Exercise prompt:
Give only the number of lines in these records that include "LineIndex".
Top of The data
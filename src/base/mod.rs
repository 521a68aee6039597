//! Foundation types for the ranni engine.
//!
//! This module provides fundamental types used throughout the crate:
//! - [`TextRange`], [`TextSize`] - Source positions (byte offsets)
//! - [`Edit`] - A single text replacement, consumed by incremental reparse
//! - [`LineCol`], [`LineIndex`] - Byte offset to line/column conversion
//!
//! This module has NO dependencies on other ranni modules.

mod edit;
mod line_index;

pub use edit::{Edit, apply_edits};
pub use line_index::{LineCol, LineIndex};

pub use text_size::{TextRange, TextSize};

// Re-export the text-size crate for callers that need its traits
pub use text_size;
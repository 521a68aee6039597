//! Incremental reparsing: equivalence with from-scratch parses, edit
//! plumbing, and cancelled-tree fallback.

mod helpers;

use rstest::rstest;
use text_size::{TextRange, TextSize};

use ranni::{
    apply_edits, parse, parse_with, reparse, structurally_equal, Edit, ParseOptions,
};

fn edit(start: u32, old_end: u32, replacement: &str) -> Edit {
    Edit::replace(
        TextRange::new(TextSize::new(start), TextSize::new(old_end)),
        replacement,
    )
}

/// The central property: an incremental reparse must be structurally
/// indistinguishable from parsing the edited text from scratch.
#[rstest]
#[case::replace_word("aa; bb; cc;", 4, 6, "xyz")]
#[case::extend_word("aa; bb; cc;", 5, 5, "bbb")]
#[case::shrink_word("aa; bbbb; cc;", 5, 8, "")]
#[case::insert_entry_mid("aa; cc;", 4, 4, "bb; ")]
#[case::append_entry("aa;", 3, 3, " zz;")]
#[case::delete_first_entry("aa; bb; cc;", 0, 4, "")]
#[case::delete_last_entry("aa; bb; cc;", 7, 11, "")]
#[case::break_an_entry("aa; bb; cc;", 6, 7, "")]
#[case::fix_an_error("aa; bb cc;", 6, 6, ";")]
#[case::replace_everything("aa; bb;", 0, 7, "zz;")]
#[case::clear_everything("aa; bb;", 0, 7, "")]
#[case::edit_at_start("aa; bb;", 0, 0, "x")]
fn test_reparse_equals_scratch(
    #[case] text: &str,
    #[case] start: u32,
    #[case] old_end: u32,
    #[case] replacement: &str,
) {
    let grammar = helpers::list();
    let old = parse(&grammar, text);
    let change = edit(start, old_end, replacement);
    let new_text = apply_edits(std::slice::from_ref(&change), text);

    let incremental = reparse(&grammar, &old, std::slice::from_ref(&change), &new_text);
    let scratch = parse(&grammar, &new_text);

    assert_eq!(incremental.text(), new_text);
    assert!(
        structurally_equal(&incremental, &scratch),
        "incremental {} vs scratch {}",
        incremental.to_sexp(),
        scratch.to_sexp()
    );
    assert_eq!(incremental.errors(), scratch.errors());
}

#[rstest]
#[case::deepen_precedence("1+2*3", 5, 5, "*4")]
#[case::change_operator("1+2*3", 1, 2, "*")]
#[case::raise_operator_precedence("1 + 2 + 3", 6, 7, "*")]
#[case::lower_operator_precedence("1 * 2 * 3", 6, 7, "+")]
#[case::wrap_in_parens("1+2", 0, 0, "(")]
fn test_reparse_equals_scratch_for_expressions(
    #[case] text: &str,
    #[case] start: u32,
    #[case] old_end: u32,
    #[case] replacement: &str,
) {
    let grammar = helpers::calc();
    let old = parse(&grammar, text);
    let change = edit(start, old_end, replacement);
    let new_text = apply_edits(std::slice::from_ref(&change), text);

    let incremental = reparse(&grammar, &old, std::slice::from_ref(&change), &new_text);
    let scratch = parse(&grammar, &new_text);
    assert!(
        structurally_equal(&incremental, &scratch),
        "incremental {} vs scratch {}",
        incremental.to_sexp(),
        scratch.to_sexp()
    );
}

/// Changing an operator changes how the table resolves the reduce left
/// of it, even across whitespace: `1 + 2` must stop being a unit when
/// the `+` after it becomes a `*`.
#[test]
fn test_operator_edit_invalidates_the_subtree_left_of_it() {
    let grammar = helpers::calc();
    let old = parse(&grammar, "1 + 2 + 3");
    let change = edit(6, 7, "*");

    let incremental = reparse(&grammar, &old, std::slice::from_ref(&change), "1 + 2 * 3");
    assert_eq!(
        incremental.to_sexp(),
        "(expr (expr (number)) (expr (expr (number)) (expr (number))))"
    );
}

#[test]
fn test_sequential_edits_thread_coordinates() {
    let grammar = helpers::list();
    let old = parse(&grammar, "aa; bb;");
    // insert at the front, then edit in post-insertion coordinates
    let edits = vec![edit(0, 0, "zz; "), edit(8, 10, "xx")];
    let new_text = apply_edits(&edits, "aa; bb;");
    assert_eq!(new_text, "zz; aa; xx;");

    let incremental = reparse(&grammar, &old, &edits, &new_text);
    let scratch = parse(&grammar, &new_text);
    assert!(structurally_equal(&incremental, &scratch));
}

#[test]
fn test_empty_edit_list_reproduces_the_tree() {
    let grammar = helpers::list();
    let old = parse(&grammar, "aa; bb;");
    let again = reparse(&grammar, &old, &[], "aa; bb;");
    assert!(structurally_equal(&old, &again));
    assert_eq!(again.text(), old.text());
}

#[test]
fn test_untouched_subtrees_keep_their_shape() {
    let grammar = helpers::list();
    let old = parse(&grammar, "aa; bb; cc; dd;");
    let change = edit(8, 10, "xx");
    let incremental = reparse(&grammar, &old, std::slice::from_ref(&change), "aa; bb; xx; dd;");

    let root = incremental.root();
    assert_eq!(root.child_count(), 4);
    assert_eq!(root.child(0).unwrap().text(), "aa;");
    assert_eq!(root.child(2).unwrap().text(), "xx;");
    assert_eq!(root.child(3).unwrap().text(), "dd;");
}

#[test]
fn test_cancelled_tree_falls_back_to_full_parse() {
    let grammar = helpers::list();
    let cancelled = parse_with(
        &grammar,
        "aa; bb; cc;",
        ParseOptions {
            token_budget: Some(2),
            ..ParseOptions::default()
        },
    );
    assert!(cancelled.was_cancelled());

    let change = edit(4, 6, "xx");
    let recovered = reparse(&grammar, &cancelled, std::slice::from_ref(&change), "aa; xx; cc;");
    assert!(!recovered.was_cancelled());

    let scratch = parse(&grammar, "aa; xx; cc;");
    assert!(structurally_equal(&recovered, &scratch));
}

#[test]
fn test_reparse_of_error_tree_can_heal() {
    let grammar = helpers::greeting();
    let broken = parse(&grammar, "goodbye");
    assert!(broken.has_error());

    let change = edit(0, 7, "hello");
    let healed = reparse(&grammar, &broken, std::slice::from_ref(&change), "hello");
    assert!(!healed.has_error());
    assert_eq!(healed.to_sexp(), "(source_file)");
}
Bottom of The data
Final answer:
2